* **Exercise objective**
Find the lines in the records below that contain "SystemBlock", and report each of them.

Saved data entries:
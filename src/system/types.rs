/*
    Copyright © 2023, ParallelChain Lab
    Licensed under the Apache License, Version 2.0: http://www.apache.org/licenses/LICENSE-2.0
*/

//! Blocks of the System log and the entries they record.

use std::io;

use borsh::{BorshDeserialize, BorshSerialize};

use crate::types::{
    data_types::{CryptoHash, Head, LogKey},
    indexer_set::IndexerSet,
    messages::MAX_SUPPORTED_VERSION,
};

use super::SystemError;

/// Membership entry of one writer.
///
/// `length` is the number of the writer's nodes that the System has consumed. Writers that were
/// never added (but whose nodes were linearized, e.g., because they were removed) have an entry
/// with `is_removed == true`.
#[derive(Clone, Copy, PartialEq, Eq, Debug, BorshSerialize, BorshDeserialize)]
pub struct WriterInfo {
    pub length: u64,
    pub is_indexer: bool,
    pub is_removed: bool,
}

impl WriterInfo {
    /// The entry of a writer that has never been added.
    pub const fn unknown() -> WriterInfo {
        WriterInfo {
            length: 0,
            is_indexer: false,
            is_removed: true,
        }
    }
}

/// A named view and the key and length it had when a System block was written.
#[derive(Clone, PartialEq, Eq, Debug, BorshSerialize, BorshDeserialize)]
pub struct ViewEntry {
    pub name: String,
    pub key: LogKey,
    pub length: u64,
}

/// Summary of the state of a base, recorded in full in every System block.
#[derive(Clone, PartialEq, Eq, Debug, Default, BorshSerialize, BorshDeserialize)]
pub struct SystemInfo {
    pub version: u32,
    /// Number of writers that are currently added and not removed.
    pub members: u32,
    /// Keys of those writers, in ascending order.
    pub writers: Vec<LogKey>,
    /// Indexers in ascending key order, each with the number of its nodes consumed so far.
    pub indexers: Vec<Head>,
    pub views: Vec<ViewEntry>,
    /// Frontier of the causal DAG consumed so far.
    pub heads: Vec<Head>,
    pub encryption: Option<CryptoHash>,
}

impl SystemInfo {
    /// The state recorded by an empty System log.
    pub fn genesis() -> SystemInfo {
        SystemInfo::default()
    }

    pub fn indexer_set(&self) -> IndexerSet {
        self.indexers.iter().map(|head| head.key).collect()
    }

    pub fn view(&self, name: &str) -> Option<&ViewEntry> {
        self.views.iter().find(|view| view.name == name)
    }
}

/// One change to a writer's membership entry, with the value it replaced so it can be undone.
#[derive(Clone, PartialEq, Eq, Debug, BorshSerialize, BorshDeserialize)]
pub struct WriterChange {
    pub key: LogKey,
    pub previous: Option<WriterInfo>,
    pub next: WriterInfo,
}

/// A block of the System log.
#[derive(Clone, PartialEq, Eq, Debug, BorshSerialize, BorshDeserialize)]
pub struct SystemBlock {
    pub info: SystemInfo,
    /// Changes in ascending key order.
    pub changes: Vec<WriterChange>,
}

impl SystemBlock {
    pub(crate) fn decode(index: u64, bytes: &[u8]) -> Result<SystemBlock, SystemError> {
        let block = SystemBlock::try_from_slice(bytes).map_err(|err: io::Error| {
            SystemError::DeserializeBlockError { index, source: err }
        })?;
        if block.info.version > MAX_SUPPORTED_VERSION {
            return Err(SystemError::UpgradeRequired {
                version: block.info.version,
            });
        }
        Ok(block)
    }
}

* **Your response**
pub struct SystemBlock {
impl SystemBlock {
    pub(crate) fn decode(index: u64, bytes: &[u8]) -> Result<SystemBlock, SystemError> {
        let block = SystemBlock::try_from_slice(bytes).map_err(|err: io::Error| {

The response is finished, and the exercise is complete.